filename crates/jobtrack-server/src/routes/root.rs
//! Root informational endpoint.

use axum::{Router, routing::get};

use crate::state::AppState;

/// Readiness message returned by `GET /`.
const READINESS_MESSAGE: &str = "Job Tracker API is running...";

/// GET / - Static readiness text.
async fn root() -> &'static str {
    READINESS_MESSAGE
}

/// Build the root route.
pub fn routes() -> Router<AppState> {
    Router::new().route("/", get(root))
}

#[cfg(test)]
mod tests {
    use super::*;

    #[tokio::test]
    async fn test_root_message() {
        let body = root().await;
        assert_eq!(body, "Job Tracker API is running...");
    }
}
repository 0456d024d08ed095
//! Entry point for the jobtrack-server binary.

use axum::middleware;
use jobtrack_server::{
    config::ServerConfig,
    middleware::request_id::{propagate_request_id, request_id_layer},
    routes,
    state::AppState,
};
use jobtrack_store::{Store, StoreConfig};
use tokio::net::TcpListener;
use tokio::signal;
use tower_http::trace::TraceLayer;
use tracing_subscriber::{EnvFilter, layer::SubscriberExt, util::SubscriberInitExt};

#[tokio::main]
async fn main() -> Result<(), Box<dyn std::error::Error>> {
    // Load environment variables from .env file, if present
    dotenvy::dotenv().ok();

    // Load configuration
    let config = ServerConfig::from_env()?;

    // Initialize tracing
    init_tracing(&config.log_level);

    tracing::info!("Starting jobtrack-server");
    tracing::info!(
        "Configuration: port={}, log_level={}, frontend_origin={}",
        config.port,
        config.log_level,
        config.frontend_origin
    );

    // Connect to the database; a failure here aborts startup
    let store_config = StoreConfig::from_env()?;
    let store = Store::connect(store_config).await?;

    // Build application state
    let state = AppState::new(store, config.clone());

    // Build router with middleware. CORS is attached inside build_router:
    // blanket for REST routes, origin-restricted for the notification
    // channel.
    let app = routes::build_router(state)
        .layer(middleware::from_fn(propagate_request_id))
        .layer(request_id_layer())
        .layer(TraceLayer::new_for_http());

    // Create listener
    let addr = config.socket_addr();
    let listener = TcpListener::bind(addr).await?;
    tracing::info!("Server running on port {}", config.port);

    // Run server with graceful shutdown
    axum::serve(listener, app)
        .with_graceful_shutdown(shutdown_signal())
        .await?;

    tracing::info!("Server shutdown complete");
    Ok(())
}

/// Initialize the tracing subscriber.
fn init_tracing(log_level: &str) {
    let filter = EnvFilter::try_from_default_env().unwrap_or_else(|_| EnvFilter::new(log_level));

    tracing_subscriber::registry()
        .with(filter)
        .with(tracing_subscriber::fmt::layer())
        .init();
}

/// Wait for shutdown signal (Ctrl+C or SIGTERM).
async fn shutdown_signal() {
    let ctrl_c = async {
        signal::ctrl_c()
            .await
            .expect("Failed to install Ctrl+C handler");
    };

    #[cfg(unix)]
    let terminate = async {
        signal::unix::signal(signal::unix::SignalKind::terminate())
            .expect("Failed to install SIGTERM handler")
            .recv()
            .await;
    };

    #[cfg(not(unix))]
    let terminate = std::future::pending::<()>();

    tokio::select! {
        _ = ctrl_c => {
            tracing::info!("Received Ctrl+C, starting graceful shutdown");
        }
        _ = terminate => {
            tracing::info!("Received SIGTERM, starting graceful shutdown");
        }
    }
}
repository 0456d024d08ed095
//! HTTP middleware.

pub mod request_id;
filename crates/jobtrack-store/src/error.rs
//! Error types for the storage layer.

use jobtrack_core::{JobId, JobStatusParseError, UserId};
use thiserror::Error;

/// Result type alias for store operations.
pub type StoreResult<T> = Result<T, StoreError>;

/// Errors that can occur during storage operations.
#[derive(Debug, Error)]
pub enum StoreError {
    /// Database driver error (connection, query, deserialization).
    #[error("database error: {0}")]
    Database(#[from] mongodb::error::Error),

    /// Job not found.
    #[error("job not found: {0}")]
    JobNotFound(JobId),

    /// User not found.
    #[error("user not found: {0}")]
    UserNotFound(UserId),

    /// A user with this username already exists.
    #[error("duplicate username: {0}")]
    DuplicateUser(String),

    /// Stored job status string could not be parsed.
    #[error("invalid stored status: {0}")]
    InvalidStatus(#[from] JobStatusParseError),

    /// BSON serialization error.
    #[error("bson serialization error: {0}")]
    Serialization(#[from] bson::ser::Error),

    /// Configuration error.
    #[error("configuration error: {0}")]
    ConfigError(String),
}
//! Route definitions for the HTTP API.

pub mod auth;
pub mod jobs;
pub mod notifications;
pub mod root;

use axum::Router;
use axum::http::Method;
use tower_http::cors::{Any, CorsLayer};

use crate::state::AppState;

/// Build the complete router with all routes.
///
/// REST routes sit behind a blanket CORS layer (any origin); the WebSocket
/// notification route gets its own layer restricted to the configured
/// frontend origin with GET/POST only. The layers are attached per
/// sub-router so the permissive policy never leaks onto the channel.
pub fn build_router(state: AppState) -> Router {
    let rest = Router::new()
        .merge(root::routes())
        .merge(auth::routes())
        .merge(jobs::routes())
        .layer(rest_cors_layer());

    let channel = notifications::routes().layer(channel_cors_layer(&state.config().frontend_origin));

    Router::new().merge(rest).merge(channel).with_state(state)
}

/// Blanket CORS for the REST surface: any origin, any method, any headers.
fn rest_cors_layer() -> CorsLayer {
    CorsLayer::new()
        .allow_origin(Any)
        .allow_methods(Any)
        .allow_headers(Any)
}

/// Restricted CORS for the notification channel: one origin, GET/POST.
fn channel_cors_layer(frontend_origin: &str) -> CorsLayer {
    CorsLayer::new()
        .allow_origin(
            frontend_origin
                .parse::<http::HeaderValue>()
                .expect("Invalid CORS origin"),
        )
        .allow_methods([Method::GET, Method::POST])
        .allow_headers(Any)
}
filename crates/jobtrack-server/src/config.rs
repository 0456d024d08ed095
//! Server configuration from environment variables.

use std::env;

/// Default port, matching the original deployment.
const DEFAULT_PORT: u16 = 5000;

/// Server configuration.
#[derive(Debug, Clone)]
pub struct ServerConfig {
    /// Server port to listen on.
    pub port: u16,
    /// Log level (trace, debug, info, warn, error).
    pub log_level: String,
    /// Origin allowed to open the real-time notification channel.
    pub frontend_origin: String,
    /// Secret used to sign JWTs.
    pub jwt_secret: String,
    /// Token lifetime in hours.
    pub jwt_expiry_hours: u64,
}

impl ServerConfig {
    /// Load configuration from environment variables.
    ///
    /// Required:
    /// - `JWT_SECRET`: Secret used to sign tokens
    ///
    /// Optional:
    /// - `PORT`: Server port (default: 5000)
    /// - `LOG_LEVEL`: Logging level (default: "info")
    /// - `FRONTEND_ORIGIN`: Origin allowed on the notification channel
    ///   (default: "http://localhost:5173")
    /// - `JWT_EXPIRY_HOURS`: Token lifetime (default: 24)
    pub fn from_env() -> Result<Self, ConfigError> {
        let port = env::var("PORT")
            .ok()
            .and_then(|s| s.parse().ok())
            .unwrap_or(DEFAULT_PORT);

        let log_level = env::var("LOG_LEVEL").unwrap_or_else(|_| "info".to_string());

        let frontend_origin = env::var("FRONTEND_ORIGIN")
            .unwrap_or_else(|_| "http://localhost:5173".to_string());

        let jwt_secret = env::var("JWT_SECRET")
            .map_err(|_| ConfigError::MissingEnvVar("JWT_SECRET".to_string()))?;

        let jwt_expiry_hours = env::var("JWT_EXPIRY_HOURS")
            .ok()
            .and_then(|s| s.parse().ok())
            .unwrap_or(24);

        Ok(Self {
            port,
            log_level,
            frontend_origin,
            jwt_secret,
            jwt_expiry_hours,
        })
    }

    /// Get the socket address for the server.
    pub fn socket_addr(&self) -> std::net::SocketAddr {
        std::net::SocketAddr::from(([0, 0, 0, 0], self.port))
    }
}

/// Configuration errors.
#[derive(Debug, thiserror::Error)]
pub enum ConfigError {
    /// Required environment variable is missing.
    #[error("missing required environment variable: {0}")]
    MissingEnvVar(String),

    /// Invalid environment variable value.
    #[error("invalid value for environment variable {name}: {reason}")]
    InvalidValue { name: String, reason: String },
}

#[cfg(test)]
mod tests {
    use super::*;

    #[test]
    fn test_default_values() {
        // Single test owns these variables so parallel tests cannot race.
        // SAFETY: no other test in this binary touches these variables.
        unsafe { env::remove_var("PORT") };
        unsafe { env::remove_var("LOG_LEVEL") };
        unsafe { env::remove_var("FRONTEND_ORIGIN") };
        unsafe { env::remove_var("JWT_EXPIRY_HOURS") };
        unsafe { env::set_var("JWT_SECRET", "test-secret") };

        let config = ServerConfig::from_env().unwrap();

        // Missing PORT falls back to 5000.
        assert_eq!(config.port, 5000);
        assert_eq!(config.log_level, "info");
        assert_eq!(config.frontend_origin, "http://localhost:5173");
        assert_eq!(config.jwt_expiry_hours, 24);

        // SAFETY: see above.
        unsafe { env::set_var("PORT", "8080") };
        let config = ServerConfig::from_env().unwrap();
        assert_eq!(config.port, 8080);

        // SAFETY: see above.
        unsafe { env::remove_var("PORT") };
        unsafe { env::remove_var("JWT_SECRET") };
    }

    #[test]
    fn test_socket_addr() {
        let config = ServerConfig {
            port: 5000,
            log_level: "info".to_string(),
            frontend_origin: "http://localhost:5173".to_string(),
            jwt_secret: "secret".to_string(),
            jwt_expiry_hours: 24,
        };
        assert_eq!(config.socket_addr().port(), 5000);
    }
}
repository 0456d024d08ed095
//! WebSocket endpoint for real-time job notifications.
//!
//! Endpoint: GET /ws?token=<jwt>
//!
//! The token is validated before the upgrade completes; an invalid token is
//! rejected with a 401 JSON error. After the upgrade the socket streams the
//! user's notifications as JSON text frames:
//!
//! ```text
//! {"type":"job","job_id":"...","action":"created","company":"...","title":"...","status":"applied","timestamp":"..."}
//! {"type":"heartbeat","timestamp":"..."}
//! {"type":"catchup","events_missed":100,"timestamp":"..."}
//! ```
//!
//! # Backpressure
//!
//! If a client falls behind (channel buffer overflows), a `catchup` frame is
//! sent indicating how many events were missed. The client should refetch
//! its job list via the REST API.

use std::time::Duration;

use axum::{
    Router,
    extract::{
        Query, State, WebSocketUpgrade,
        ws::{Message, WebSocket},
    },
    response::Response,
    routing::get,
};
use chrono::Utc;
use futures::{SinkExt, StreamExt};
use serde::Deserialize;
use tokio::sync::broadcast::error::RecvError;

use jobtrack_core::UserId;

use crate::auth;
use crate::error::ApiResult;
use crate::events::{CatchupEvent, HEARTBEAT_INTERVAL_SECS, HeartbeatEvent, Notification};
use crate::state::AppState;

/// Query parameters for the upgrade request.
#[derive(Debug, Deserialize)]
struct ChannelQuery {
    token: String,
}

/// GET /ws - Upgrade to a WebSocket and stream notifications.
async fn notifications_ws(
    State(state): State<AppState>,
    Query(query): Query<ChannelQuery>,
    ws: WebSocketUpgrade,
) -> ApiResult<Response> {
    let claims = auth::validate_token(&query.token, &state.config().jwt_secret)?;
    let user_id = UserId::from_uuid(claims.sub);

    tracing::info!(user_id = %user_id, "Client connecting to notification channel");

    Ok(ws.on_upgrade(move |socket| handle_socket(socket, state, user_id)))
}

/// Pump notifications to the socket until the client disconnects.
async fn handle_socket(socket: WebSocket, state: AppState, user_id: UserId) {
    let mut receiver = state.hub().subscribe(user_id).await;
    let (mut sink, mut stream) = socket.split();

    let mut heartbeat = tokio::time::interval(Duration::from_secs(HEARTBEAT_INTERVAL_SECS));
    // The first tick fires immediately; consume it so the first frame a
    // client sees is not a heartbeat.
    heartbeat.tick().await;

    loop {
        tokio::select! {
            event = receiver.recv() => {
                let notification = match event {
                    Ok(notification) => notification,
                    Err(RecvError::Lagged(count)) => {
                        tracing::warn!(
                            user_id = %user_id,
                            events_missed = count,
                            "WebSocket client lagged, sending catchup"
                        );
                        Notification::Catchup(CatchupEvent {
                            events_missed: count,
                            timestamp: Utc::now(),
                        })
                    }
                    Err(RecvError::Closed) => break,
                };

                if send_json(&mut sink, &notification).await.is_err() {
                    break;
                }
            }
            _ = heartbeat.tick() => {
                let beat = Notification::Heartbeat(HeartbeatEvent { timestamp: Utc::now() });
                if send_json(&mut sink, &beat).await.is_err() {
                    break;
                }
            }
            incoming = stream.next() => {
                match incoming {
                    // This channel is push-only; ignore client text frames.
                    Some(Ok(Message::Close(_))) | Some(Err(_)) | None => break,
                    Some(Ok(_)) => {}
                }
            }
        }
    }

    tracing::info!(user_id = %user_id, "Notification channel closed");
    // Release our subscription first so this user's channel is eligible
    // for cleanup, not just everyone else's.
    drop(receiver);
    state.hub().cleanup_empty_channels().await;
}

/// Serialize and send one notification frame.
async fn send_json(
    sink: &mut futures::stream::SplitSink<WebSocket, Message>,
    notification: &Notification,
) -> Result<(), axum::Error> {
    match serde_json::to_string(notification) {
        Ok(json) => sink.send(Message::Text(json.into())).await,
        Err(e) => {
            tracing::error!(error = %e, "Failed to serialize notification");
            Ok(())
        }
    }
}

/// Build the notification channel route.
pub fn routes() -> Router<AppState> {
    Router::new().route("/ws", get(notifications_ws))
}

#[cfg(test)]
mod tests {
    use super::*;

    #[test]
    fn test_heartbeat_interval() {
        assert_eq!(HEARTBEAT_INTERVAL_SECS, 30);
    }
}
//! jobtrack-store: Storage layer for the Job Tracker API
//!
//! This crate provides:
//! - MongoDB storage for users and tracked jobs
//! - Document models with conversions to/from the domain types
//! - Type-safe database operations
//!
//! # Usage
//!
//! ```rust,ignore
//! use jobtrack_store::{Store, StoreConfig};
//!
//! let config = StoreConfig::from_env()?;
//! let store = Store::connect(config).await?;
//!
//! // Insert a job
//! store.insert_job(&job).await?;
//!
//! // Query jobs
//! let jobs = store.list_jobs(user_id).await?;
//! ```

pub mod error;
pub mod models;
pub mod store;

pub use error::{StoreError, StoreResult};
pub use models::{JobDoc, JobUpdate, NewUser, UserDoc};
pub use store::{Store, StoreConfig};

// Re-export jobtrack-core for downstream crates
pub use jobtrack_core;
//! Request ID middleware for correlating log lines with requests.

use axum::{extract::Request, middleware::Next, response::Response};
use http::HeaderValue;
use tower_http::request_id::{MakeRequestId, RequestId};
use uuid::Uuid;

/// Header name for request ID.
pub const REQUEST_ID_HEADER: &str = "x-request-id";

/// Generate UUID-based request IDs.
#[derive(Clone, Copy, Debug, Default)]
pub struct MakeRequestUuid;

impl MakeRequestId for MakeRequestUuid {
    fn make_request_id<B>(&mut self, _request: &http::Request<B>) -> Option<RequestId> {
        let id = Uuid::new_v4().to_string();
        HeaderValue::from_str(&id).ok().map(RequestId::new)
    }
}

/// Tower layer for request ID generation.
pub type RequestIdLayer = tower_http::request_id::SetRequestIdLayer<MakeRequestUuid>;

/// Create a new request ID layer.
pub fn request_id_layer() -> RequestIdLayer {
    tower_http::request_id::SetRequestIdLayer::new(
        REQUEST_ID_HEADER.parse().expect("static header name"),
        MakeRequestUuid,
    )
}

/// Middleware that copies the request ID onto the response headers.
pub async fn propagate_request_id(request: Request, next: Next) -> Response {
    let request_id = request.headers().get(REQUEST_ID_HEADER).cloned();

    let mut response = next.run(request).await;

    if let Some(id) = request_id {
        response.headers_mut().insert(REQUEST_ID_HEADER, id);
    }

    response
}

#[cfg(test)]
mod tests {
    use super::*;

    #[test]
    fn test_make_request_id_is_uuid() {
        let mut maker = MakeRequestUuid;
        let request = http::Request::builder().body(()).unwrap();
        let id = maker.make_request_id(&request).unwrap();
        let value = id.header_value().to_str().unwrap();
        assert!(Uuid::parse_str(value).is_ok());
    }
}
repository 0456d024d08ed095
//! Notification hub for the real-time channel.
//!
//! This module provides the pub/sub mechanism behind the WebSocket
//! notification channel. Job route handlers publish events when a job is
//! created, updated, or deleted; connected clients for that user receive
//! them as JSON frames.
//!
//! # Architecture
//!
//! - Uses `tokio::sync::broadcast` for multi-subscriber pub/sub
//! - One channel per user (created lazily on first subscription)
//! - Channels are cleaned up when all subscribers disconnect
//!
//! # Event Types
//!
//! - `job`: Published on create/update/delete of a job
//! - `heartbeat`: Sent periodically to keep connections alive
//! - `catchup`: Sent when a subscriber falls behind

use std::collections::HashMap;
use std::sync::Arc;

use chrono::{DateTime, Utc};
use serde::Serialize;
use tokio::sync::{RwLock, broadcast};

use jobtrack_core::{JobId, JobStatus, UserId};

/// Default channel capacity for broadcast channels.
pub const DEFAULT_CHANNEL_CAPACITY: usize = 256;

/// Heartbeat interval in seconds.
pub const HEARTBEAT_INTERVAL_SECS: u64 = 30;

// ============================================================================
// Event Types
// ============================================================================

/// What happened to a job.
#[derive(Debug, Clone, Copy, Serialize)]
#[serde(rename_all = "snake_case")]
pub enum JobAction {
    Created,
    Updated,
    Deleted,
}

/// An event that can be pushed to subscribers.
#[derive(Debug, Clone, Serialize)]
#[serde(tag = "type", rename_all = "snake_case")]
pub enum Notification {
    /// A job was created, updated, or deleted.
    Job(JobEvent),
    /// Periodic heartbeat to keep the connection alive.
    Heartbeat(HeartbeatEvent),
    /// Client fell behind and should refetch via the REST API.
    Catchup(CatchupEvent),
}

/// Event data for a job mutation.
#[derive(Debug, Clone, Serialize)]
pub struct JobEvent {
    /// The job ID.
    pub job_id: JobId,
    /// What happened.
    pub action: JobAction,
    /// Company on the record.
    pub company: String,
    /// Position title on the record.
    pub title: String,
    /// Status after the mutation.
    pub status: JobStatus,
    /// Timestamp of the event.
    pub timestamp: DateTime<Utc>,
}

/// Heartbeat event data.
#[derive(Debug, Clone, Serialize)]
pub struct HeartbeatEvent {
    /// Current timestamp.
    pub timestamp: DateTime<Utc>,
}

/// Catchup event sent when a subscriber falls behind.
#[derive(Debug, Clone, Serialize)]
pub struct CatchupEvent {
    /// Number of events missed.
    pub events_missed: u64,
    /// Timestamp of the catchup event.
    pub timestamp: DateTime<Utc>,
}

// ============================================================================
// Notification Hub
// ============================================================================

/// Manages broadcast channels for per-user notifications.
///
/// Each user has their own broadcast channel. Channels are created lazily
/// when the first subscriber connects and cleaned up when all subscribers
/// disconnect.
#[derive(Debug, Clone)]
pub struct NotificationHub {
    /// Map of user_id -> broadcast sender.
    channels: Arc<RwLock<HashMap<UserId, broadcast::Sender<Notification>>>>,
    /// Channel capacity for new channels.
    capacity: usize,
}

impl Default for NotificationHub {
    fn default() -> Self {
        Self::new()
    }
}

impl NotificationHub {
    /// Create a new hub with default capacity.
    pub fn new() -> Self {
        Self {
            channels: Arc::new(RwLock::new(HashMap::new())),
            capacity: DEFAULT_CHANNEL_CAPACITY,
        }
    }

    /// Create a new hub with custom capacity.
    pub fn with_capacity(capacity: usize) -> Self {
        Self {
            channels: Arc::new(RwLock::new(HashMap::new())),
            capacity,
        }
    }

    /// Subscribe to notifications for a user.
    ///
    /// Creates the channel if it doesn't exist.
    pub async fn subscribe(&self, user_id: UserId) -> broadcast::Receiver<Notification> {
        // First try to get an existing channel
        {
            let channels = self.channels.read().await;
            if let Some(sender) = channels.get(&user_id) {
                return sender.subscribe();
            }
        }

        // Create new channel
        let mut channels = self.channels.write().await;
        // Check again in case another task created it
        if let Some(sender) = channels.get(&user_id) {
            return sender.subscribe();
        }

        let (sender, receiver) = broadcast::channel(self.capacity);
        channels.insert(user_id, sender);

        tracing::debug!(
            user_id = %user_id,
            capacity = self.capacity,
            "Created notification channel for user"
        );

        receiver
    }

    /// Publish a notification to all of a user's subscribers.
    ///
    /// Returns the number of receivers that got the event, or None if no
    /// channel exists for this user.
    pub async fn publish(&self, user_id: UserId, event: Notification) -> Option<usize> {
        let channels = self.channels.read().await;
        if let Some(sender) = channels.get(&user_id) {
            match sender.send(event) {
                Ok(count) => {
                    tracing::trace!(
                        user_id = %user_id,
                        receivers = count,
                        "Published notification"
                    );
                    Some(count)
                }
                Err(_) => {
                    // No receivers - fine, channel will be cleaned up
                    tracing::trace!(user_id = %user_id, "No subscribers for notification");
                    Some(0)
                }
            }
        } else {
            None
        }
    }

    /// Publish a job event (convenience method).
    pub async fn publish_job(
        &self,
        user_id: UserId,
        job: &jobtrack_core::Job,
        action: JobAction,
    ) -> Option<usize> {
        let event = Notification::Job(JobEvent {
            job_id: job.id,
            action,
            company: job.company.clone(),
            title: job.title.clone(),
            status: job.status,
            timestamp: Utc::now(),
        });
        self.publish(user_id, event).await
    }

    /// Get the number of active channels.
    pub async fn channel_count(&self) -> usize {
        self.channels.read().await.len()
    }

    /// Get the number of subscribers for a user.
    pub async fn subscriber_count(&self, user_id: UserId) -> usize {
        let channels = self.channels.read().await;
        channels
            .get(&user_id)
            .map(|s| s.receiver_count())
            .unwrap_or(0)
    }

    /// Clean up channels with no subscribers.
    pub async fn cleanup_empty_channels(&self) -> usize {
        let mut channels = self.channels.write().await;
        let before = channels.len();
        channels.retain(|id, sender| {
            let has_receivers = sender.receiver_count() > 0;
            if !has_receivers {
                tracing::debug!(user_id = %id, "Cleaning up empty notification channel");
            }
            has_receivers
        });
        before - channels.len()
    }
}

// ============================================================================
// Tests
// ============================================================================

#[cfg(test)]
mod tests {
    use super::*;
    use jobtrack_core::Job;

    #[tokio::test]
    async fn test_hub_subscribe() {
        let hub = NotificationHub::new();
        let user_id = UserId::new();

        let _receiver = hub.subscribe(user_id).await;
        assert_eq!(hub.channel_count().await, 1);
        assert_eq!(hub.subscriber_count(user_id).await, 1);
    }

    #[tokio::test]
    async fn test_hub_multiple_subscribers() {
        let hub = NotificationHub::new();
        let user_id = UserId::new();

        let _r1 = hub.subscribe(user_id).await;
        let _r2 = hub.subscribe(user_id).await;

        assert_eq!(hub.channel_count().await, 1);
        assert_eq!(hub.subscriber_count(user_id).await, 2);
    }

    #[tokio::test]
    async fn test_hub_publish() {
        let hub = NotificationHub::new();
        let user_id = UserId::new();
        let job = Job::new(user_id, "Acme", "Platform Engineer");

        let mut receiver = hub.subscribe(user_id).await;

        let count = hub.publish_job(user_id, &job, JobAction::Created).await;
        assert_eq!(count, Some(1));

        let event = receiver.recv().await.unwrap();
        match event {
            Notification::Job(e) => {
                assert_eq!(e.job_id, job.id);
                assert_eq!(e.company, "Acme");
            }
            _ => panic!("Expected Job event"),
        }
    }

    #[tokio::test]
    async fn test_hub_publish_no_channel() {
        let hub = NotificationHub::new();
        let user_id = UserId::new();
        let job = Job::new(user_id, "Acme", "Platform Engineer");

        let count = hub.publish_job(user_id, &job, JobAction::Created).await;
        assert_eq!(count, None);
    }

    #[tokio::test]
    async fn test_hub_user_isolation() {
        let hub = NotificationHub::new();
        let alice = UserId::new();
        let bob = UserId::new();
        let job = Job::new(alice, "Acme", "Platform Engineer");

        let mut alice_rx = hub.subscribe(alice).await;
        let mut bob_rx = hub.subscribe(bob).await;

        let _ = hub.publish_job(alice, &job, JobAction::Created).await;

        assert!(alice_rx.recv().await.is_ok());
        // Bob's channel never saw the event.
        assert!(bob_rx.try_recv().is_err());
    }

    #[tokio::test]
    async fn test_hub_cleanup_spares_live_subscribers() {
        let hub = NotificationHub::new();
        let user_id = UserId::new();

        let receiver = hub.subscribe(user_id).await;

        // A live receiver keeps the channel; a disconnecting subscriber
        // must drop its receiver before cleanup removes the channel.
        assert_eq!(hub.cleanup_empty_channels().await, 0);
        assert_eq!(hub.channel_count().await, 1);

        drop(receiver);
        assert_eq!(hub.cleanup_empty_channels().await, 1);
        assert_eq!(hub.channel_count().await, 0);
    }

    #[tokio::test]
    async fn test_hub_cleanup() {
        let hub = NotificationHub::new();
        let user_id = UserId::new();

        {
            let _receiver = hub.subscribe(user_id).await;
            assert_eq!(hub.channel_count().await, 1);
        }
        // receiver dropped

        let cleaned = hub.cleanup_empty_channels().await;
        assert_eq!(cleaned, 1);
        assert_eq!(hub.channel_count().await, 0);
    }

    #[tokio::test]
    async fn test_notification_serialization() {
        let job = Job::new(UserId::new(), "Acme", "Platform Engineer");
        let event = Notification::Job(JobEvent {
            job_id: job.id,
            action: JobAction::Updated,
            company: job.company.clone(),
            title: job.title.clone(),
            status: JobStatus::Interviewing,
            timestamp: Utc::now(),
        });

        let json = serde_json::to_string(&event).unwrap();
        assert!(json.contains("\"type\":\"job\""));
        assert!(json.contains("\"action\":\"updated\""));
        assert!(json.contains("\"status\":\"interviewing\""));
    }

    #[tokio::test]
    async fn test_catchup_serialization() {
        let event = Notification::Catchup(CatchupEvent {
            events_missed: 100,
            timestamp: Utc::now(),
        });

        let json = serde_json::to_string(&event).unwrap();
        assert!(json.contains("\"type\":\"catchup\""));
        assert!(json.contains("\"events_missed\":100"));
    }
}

*WHAT THE EXERCISE ASKS*: Restate word for word the entries above, starting at the line with "const DEFAULT_PORT: u16 = 5000;" and ending at the line with "to sign JWTs.", inclusive, and no others.

*YOUR SOLUTION*:
const DEFAULT_PORT: u16 = 5000;

/// Server configuration.
#[derive(Debug, Clone)]
pub struct ServerConfig {
    /// Server port to listen on.
    pub port: u16,
    /// Log level (trace, debug, info, warn, error).
    pub log_level: String,
    /// Origin allowed to open the real-time notification channel.
    pub frontend_origin: String,
    /// Secret used to sign JWTs.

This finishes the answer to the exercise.